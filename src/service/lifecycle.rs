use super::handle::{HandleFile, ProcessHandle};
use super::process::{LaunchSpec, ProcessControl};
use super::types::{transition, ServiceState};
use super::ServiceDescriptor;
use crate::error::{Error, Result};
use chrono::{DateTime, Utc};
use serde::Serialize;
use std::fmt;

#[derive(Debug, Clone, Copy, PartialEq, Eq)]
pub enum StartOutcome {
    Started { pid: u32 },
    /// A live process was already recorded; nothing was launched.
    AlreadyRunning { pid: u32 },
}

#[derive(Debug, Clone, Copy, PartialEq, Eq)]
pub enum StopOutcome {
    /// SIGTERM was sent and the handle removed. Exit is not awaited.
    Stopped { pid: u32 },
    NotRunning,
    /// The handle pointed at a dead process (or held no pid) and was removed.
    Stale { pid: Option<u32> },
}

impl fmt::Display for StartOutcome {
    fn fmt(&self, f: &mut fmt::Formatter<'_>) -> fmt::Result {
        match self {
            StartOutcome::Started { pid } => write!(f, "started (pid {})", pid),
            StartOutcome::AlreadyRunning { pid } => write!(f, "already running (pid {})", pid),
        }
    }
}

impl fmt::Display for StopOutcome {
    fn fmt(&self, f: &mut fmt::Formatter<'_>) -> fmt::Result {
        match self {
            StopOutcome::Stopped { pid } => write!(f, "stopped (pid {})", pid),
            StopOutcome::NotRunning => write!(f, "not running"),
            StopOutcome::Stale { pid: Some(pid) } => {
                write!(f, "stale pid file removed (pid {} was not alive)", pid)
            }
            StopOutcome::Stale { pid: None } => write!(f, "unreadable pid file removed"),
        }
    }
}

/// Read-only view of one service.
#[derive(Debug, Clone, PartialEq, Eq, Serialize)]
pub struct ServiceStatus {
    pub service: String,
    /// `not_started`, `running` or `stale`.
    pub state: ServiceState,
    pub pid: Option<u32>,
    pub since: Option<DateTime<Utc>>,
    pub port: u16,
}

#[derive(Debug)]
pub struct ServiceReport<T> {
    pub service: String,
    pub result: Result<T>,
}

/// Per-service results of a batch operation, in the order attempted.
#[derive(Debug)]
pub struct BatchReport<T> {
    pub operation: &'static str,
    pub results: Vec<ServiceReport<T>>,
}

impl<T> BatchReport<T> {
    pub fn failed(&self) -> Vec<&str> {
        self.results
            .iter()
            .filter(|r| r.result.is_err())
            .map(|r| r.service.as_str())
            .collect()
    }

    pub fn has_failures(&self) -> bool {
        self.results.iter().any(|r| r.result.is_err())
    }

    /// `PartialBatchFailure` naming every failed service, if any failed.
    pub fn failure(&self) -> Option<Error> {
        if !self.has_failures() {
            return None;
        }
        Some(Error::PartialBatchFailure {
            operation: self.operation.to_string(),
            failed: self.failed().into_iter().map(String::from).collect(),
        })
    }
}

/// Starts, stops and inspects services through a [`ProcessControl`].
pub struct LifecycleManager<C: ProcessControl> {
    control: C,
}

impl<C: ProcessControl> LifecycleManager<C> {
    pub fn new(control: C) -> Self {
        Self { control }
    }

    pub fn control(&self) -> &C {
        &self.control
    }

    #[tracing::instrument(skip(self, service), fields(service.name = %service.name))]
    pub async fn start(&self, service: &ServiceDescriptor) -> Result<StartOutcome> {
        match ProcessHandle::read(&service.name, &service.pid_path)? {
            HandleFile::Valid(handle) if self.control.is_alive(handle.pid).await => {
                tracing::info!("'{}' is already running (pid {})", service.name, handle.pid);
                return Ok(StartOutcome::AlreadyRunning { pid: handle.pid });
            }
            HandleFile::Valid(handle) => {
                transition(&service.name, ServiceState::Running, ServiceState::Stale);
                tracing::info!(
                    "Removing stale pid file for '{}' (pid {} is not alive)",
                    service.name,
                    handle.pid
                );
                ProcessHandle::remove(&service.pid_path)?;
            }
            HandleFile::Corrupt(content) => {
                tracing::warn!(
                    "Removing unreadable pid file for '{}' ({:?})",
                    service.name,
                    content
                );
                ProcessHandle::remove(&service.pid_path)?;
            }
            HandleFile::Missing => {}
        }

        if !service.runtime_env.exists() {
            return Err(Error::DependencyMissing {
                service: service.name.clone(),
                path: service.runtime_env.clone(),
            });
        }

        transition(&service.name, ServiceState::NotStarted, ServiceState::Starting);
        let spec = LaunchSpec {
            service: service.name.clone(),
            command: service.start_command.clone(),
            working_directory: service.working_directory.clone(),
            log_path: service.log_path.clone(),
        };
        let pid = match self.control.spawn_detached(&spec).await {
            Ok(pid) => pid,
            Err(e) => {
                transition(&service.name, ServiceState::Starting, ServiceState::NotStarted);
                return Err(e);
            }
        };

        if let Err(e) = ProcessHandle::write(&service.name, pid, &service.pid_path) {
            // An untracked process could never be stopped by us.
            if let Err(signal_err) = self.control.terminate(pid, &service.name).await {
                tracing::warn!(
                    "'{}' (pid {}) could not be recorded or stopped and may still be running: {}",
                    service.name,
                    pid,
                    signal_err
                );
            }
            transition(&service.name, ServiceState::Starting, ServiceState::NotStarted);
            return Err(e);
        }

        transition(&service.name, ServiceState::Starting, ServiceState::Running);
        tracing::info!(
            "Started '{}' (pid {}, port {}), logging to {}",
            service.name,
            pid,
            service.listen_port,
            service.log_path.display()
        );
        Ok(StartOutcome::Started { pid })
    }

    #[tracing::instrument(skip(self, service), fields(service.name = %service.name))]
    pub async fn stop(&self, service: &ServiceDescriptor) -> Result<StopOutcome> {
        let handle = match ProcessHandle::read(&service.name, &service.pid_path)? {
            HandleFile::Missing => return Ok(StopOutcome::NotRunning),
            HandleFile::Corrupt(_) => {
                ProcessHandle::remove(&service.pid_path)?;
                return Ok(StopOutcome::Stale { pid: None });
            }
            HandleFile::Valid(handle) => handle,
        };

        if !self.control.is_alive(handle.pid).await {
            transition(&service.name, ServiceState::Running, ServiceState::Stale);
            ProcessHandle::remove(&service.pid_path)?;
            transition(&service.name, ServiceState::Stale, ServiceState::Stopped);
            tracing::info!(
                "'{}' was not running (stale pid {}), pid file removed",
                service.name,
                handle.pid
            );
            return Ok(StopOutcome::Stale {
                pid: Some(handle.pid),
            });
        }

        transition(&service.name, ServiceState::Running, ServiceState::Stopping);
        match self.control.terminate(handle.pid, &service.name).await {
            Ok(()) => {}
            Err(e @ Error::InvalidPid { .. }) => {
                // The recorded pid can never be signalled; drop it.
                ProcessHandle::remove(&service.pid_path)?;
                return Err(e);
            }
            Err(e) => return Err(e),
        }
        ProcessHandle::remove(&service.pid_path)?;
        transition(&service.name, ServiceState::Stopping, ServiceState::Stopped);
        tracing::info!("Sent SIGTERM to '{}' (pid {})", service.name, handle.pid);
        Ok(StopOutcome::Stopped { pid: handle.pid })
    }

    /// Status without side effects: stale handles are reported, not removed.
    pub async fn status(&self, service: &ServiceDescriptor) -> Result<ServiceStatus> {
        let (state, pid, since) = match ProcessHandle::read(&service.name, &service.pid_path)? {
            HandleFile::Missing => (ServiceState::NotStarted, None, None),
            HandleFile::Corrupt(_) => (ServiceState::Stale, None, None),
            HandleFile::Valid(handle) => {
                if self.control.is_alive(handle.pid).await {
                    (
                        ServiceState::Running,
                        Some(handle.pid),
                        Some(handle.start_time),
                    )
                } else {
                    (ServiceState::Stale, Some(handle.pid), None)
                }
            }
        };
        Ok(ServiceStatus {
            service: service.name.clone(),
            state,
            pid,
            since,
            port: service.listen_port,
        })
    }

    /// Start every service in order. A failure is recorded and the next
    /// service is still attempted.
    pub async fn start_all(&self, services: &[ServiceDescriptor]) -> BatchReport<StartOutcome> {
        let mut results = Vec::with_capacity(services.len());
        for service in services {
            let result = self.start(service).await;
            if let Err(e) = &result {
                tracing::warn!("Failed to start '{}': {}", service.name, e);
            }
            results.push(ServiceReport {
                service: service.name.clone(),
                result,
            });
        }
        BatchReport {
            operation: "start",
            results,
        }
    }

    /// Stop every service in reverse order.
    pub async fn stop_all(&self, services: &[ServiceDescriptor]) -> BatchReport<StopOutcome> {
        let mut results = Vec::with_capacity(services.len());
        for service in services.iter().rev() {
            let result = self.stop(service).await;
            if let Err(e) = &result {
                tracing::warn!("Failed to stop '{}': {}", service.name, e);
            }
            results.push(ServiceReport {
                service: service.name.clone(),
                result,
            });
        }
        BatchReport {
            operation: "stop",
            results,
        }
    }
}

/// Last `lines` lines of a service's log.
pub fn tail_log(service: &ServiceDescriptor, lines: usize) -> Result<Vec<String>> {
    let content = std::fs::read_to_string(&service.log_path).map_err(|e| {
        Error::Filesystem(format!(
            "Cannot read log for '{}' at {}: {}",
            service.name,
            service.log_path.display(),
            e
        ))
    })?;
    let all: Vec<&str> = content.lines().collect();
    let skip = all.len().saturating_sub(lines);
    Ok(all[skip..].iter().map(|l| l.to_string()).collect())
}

------------

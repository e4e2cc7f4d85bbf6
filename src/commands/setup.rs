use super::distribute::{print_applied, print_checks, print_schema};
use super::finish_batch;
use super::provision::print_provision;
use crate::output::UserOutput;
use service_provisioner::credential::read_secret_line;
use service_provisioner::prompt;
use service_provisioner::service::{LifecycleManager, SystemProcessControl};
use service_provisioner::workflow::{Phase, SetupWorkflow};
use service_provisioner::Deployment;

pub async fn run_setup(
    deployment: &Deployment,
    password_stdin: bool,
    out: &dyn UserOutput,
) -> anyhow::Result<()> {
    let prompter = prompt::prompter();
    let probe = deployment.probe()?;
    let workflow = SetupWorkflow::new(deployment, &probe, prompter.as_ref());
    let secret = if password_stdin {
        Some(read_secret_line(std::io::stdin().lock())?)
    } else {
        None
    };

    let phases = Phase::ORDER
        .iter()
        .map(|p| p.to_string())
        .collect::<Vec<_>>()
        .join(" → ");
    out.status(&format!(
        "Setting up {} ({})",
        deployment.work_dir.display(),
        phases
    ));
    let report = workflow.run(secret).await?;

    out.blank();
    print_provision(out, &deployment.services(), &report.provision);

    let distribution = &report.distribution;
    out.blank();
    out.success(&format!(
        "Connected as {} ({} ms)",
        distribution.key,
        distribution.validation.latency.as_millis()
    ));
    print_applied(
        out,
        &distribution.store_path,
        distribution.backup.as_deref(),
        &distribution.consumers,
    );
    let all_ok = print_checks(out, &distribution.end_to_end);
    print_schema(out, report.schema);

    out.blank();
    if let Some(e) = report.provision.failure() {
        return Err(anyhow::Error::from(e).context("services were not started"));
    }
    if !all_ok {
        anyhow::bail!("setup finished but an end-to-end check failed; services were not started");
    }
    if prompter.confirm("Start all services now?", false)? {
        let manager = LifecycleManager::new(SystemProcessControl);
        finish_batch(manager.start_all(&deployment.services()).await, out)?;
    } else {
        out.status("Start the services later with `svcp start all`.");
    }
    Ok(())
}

------------

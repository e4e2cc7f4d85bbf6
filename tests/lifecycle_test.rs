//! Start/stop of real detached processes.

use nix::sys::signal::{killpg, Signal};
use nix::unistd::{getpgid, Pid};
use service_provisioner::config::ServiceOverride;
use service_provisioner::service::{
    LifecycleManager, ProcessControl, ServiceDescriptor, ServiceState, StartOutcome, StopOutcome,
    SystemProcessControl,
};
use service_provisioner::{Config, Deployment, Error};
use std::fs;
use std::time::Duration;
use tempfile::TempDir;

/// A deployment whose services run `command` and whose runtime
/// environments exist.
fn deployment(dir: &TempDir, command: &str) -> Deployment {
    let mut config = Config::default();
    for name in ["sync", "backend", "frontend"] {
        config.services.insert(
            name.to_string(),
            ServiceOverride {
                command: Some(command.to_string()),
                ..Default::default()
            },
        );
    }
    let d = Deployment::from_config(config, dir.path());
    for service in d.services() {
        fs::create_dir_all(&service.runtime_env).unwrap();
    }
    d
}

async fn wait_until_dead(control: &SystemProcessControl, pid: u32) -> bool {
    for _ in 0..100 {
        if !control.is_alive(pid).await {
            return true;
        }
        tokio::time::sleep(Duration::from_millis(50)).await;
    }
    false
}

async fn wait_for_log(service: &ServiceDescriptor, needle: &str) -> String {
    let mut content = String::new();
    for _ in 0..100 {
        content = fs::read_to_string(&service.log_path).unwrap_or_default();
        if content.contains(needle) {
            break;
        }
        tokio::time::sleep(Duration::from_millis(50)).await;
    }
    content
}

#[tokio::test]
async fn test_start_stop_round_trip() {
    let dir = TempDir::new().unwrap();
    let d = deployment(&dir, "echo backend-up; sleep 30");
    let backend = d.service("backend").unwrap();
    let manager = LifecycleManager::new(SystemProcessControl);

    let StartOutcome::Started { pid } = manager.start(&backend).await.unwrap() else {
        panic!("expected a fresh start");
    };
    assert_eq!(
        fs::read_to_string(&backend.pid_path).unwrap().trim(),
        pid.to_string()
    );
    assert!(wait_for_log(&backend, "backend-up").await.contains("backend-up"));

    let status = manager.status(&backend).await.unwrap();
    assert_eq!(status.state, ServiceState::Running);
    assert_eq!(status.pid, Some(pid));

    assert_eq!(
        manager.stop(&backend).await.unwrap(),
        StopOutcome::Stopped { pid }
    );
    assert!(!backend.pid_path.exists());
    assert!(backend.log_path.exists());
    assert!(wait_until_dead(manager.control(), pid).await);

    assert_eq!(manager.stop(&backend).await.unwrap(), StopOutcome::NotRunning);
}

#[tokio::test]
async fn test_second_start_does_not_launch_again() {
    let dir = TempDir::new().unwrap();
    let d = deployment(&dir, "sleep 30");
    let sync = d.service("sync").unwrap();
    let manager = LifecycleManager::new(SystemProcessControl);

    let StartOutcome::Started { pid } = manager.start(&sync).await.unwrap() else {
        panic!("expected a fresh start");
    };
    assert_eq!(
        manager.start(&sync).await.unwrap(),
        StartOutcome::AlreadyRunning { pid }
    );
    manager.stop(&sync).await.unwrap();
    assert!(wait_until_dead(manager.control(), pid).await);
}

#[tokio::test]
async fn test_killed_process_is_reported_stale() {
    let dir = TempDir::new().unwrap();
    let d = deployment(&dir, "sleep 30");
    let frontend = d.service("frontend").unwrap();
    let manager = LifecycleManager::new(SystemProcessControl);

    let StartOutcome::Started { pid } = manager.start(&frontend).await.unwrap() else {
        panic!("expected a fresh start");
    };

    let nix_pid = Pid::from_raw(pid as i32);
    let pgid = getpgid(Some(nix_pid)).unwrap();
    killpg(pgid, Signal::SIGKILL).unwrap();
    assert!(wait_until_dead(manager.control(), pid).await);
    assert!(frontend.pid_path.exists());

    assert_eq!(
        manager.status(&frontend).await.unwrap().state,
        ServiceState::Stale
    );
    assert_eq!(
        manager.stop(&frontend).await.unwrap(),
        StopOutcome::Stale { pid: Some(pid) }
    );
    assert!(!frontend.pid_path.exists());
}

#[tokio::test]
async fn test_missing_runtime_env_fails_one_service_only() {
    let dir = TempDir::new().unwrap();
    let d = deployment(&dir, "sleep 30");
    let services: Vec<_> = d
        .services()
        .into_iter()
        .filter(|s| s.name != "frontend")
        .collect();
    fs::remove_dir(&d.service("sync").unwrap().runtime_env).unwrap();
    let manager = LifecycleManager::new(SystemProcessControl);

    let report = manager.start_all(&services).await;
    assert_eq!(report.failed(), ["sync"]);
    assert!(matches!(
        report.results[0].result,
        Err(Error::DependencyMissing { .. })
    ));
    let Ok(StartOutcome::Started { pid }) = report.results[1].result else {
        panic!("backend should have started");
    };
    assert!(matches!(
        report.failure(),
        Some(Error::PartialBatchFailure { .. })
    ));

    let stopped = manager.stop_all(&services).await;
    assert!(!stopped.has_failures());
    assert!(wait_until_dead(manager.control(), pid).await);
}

------------

Exercise prompt
State how many lines of the entries above include the word "skip", offering no text other than the number.

Answer for this exercise
4